◆ REQUIREMENT
The required answer is every line of the data containing the word "filename".
Start of Block
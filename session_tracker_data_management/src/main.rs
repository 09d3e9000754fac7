use std::{path::PathBuf, process::ExitCode};

use clap::{Parser, Subcommand, ValueEnum};
use session_tracker_data_management::{
    projection::{ConsoleList, ConsoleMap},
    storage::FileStore,
    SessionManager, SessionManagerError,
};
use session_tracker_lib::SessionSpec;
use tracing_subscriber::{layer::SubscriberExt, util::SubscriberInitExt};

#[derive(Parser)]
#[command(name = "SessionCLI")]
#[command(about = "A CLI to log, list and remove runs and rides", long_about = None)]
struct Cli {
    /// Where sessions are stored. Defaults to data/sessions.json in the project root
    #[arg(long)]
    data_file: Option<PathBuf>,

    #[command(subcommand)]
    command: Commands,
}

#[derive(Clone, Copy, ValueEnum)]
enum SortOrder {
    Asc,
    Desc,
}

#[derive(Subcommand)]
enum Commands {
    /// List all sessions, in logging order unless sorted by distance
    List {
        #[arg(long, value_enum)]
        sort: Option<SortOrder>,
    },
    /// Log a run
    AddRun {
        #[arg(long, allow_hyphen_values = true)]
        lat: f64,
        #[arg(long, allow_hyphen_values = true)]
        lng: f64,
        /// km
        #[arg(long)]
        distance: f64,
        /// min
        #[arg(long)]
        duration: f64,
        /// steps/min
        #[arg(long)]
        cadence: f64,
    },
    /// Log a ride
    AddRide {
        #[arg(long, allow_hyphen_values = true)]
        lat: f64,
        #[arg(long, allow_hyphen_values = true)]
        lng: f64,
        /// km
        #[arg(long)]
        distance: f64,
        /// min
        #[arg(long)]
        duration: f64,
        /// m
        #[arg(long)]
        elevation: f64,
    },
    /// Delete a session
    Delete { id: String },
    /// Center the map on a session
    Focus { id: String },
    /// Fit the map to all sessions
    ShowAll,
    /// Delete all sessions. BE CAREFUL
    Reset,
}

fn main() -> ExitCode {
    tracing_subscriber::registry()
        .with(
            tracing_subscriber::EnvFilter::try_from_default_env()
                .unwrap_or_else(|_| format!("{}=info,session_tracker_lib=info", env!("CARGO_CRATE_NAME")).into()),
        )
        .with(tracing_subscriber::fmt::layer())
        .init();

    let cli = Cli::parse();

    match run(cli) {
        Ok(()) => ExitCode::SUCCESS,
        Err(err) => {
            tracing::error!("{}", err);
            ExitCode::FAILURE
        }
    }
}

fn run(cli: Cli) -> Result<(), SessionManagerError> {
    let store = match cli.data_file {
        Some(path) => FileStore::new(path),
        None => FileStore::in_project_root()?,
    };
    tracing::debug!("Using {:?}", store.path());

    let mut manager = SessionManager::start(store, ConsoleMap::new(), ConsoleList::new());

    match cli.command {
        Commands::List { sort } => {
            let sessions = match sort {
                Some(order) => manager.sort_by_distance(matches!(order, SortOrder::Asc)),
                None => manager.sessions().to_vec(),
            };
            for session in sessions {
                println!("{}\t{}\t{}", session.id, session.description, session.summary());
            }
        }
        Commands::AddRun { lat, lng, distance, duration, cadence } => {
            let session = manager.create_session(SessionSpec::run(lat, lng, distance, duration, cadence))?;
            println!("{}\t{}", session.id, session.popup_text());
        }
        Commands::AddRide { lat, lng, distance, duration, elevation } => {
            let session = manager.create_session(SessionSpec::ride(lat, lng, distance, duration, elevation))?;
            println!("{}\t{}", session.id, session.popup_text());
        }
        Commands::Delete { id } => {
            let session = manager.delete_session(&id)?;
            println!("Deleted {}", session.description);
        }
        Commands::Focus { id } => manager.focus_session(&id)?,
        Commands::ShowAll => {
            if manager.has_sessions() {
                manager.show_all();
            } else {
                println!("No sessions yet");
            }
        }
        Commands::Reset => manager.reset(),
    }

    if manager.persistence_degraded() {
        tracing::warn!("Changes could not be saved");
    }

    Ok(())
}
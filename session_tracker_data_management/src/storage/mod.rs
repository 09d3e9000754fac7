use std::{io, path::PathBuf};

use thiserror::Error;

mod file_store;
mod memory_store;

pub use file_store::FileStore;
pub use memory_store::MemoryStore;

#[derive(Debug, Error)]
pub enum StorageError {
    #[error("failed to read {path:?}: {source}")]
    Read { path: PathBuf, source: io::Error },
    #[error("failed to write {path:?}: {source}")]
    Write { path: PathBuf, source: io::Error },
    #[error("could not locate project root: {0}")]
    ProjectRoot(io::Error),
    #[error("failed to encode sessions: {0}")]
    Encode(#[from] session_tracker_lib::CodecError),
    #[error("storage unavailable: {0}")]
    Unavailable(String),
}

/// The raw key-value storage the sessions are kept in between runs.
pub trait SessionStore {
    /// `None` when nothing has been stored yet.
    fn load(&self) -> Result<Option<Vec<u8>>, StorageError>;
    fn save(&mut self, blob: &[u8]) -> Result<(), StorageError>;
    fn clear(&mut self) -> Result<(), StorageError>;
}
use std::collections::BTreeMap;

use geo_types::Point;
use session_tracker_lib::SessionRecord;

use crate::MAP_ZOOM_LEVEL;

use super::surface::{ListSurface, MapSurface};

#[derive(Debug, Clone, Copy, PartialEq, Eq, PartialOrd, Ord, Hash)]
pub struct MarkerHandle(pub u64);

#[derive(Debug, Clone, Copy, PartialEq, Eq, PartialOrd, Ord, Hash)]
pub struct EntryHandle(pub u64);

/// Map without a widget behind it. Logs every call and remembers which markers are live.
#[derive(Debug)]
pub struct ConsoleMap {
    next_handle: u64,
    markers: BTreeMap<MarkerHandle, (Point, String)>,
    center: Option<Point>,
    zoom: f64,
}

impl Default for ConsoleMap {
    fn default() -> Self {
        Self {
            next_handle: 0,
            markers: BTreeMap::new(),
            center: None,
            zoom: MAP_ZOOM_LEVEL,
        }
    }
}

impl ConsoleMap {
    pub fn new() -> Self {
        Self::default()
    }

    pub fn marker_count(&self) -> usize {
        self.markers.len()
    }

    pub fn markers(&self) -> impl Iterator<Item = (&MarkerHandle, &(Point, String))> {
        self.markers.iter()
    }

    pub fn center(&self) -> Option<Point> {
        self.center
    }
}

impl MapSurface for ConsoleMap {
    type Marker = MarkerHandle;

    fn place_marker(&mut self, location: Point, popup_text: &str, style_tag: &str) -> MarkerHandle {
        let handle = MarkerHandle(self.next_handle);
        self.next_handle += 1;
        tracing::debug!("Marker {} at ({}, {}) [{}]: {}", handle.0, location.y(), location.x(), style_tag, popup_text);
        self.markers.insert(handle, (location, popup_text.to_string()));
        handle
    }

    fn remove_marker(&mut self, marker: MarkerHandle) {
        if self.markers.remove(&marker).is_none() {
            tracing::warn!("Marker {} was not on the map", marker.0);
        } else {
            tracing::debug!("Removed marker {}", marker.0);
        }
    }

    fn fit_bounds(&mut self, locations: &[Point]) {
        let Some(first) = locations.first() else {
            return;
        };

        let (mut min, mut max) = (*first, *first);
        for location in locations {
            min = Point::new(min.x().min(location.x()), min.y().min(location.y()));
            max = Point::new(max.x().max(location.x()), max.y().max(location.y()));
        }

        self.center = Some(Point::new((min.x() + max.x()) / 2.0, (min.y() + max.y()) / 2.0));
        tracing::info!("Showing ({}, {}) to ({}, {})", min.y(), min.x(), max.y(), max.x());
    }

    fn pan_to(&mut self, location: Point) {
        self.center = Some(location);
        tracing::info!("Centered on ({}, {}) at zoom {}", location.y(), location.x(), self.zoom);
    }
}

/// List without a DOM behind it. Keeps rendered lines in display order.
#[derive(Debug, Default)]
pub struct ConsoleList {
    next_handle: u64,
    entries: Vec<(EntryHandle, String, String)>,
}

impl ConsoleList {
    pub fn new() -> Self {
        Self::default()
    }

    pub fn entry_count(&self) -> usize {
        self.entries.len()
    }

    /// Session ids in the order they are currently shown.
    pub fn shown_ids(&self) -> Vec<&str> {
        self.entries.iter().map(|(_, id, _)| id.as_str()).collect()
    }
}

impl ListSurface for ConsoleList {
    type Entry = EntryHandle;

    fn append_entry(&mut self, record: &SessionRecord) -> EntryHandle {
        let handle = EntryHandle(self.next_handle);
        self.next_handle += 1;
        let line = format!("[{}] {}: {}", record.id, record.description, record.summary());
        tracing::debug!("Entry {}: {}", handle.0, line);
        self.entries.push((handle, record.id.clone(), line));
        handle
    }

    fn remove_entry(&mut self, entry: EntryHandle) {
        match self.entries.iter().position(|(handle, _, _)| *handle == entry) {
            Some(index) => {
                self.entries.remove(index);
                tracing::debug!("Removed entry {}", entry.0);
            }
            None => tracing::warn!("Entry {} was not in the list", entry.0),
        }
    }

    fn clear_all(&mut self) {
        tracing::debug!("Cleared {} entries", self.entries.len());
        self.entries.clear();
    }
}

#[test]
fn fit_bounds_centers_between_extremes() {
    let mut map = ConsoleMap::new();
    map.fit_bounds(&[]);
    assert_eq!(map.center(), None);

    map.fit_bounds(&[Point::new(-3.0, 40.0), Point::new(-1.0, 42.0), Point::new(-2.0, 41.5)]);
    assert_eq!(map.center(), Some(Point::new(-2.0, 41.0)));
}
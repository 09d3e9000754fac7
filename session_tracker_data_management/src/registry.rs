use chrono::{DateTime, Utc};
use session_tracker_lib::{SessionRecord, SessionSpec};

use crate::SessionManagerError;

/**
 * SessionRegistry owns every logged session, in the order they were logged.
 * Projections and storage only ever see copies or ids.
 */
#[derive(Debug, Default, Clone)]
pub struct SessionRegistry {
    sessions: Vec<SessionRecord>,
}

impl SessionRegistry {
    pub fn new() -> Self {
        Self::default()
    }

    /// Ids come from the creation millisecond, so a second session in the same millisecond is refused.
    pub fn create(&mut self, spec: SessionSpec, created_at: DateTime<Utc>) -> Result<SessionRecord, SessionManagerError> {
        spec.validate()?;

        let record = SessionRecord::new(created_at, spec);
        if self.find_by_id(&record.id).is_some() {
            return Err(SessionManagerError::DuplicateId { id: record.id });
        }

        self.sessions.push(record.clone());
        Ok(record)
    }

    /// Returns the removed record together with the position it held.
    pub fn delete(&mut self, id: &str) -> Result<(usize, SessionRecord), SessionManagerError> {
        let index = self.position(id).ok_or_else(|| SessionManagerError::NotFound { id: id.to_string() })?;
        let record = self.sessions.remove(index);
        Ok((index, record))
    }

    pub fn find_by_id(&self, id: &str) -> Option<&SessionRecord> {
        self.sessions.iter().find(|session| session.id == id)
    }

    pub fn position(&self, id: &str) -> Option<usize> {
        self.sessions.iter().position(|session| session.id == id)
    }

    /// Presentation only, the registry keeps its own order. Ties keep logging order either way.
    pub fn sort_by_distance(&self, ascending: bool) -> Vec<&SessionRecord> {
        let mut sorted: Vec<&SessionRecord> = self.sessions.iter().collect();
        if ascending {
            sorted.sort_by(|a, b| a.distance_km.total_cmp(&b.distance_km));
        } else {
            sorted.sort_by(|a, b| b.distance_km.total_cmp(&a.distance_km));
        }
        sorted
    }

    pub fn all(&self) -> &[SessionRecord] {
        &self.sessions
    }

    pub fn len(&self) -> usize {
        self.sessions.len()
    }

    pub fn is_empty(&self) -> bool {
        self.sessions.is_empty()
    }

    /// Seeds the registry from restored sessions. Later sessions repeating an id are dropped.
    pub fn replace_all(&mut self, sessions: Vec<SessionRecord>) {
        self.sessions = Vec::with_capacity(sessions.len());
        for session in sessions {
            if self.find_by_id(&session.id).is_some() {
                tracing::warn!("Skipping restored session {}, the id is already in use", session.id);
                continue;
            }
            self.sessions.push(session);
        }
    }

    pub fn clear(&mut self) {
        self.sessions.clear();
    }
}
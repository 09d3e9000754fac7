use chrono::{DateTime, Utc};
use geo_types::Point;
use session_tracker_lib::{codec, SessionRecord, SessionSpec};

use crate::{
    projection::{ListSurface, MapSurface, ProjectionTracker},
    registry::SessionRegistry,
    storage::{SessionStore, StorageError},
    SessionManagerError,
};

/// The public interface for logging, listing and removing sessions.
/// Every change goes registry first, then storage, then map and list.
pub struct SessionManager<S: SessionStore, M: MapSurface, L: ListSurface> {
    registry: SessionRegistry,
    tracker: ProjectionTracker<M, L>,
    store: S,
    persistence_degraded: bool,
}

impl<S: SessionStore, M: MapSurface, L: ListSurface> SessionManager<S, M, L> {
    /// Restores whatever the store holds. Unreadable or malformed data means starting empty.
    pub fn start(store: S, map: M, list: L) -> Self {
        let mut manager = Self {
            registry: SessionRegistry::new(),
            tracker: ProjectionTracker::new(map, list),
            store,
            persistence_degraded: false,
        };

        match manager.restore() {
            Ok(count) => tracing::info!("Restored {} sessions", count),
            Err(err) => {
                tracing::warn!("Starting without stored sessions: {}", err);
                if matches!(err, SessionManagerError::Persistence(_)) {
                    manager.persistence_degraded = true;
                }
            }
        }

        manager
    }

    fn restore(&mut self) -> Result<usize, SessionManagerError> {
        let Some(blob) = self.store.load()? else {
            return Ok(0);
        };

        self.registry.replace_all(codec::deserialize(&blob)?);
        for session in self.registry.all() {
            self.tracker.on_created(session);
        }
        Ok(self.registry.len())
    }

    pub fn create_session(&mut self, spec: SessionSpec) -> Result<SessionRecord, SessionManagerError> {
        self.create_session_at(spec, Utc::now())
    }

    pub fn create_session_at(&mut self, spec: SessionSpec, created_at: DateTime<Utc>) -> Result<SessionRecord, SessionManagerError> {
        let record = self.registry.create(spec, created_at)?;
        tracing::info!("Logged session {}: {}", record.id, record.description);

        self.persist();
        self.tracker.on_created(&record);
        Ok(record)
    }

    pub fn delete_session(&mut self, id: &str) -> Result<SessionRecord, SessionManagerError> {
        let (index, record) = self.registry.delete(id)?;
        tracing::info!("Deleted session {} (was #{})", record.id, index);

        self.persist();
        self.tracker.on_deleted(&record);
        Ok(record)
    }

    pub fn find_session(&self, id: &str) -> Option<&SessionRecord> {
        self.registry.find_by_id(id)
    }

    pub fn sessions(&self) -> &[SessionRecord] {
        self.registry.all()
    }

    pub fn has_sessions(&self) -> bool {
        !self.registry.is_empty()
    }

    /// Sorted copy of the sessions. The list is re-rendered in that order, the registry keeps its own.
    pub fn sort_by_distance(&mut self, ascending: bool) -> Vec<SessionRecord> {
        let sorted: Vec<SessionRecord> = self.registry.sort_by_distance(ascending).into_iter().cloned().collect();
        self.tracker.on_sorted(&sorted);
        sorted
    }

    /// Drops every session, including the stored ones.
    pub fn reset(&mut self) {
        tracing::info!("Resetting {} sessions", self.registry.len());
        self.registry.clear();

        match self.store.clear() {
            Ok(()) => self.persistence_degraded = false,
            Err(err) => self.storage_failed(err),
        }
        self.tracker.on_reset();
    }

    pub fn show_all(&mut self) {
        let locations: Vec<Point> = self.registry.all().iter().map(|session| session.location).collect();
        self.tracker.show_all(&locations);
    }

    pub fn focus_session(&mut self, id: &str) -> Result<(), SessionManagerError> {
        let location = self.registry.find_by_id(id)
            .map(|session| session.location)
            .ok_or_else(|| SessionManagerError::NotFound { id: id.to_string() })?;
        self.tracker.pan_to(location);
        Ok(())
    }

    /// True while the last write to storage failed. Sessions are still kept in memory.
    pub fn persistence_degraded(&self) -> bool {
        self.persistence_degraded
    }

    pub fn tracker(&self) -> &ProjectionTracker<M, L> {
        &self.tracker
    }

    pub fn store(&self) -> &S {
        &self.store
    }

    pub fn store_mut(&mut self) -> &mut S {
        &mut self.store
    }

    fn persist(&mut self) {
        let result = codec::serialize(self.registry.all())
            .map_err(StorageError::from)
            .and_then(|blob| self.store.save(&blob));

        match result {
            Ok(()) => self.persistence_degraded = false,
            Err(err) => self.storage_failed(err),
        }
    }

    fn storage_failed(&mut self, err: StorageError) {
        tracing::warn!("Sessions are only kept in memory: {}", err);
        self.persistence_degraded = true;
    }
}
End of Block
◆ COMPLETED EXERCISE
filename session_tracker_data_management/src/main.rs
filename session_tracker_data_management/src/storage/mod.rs
filename session_tracker_data_management/src/registry.rs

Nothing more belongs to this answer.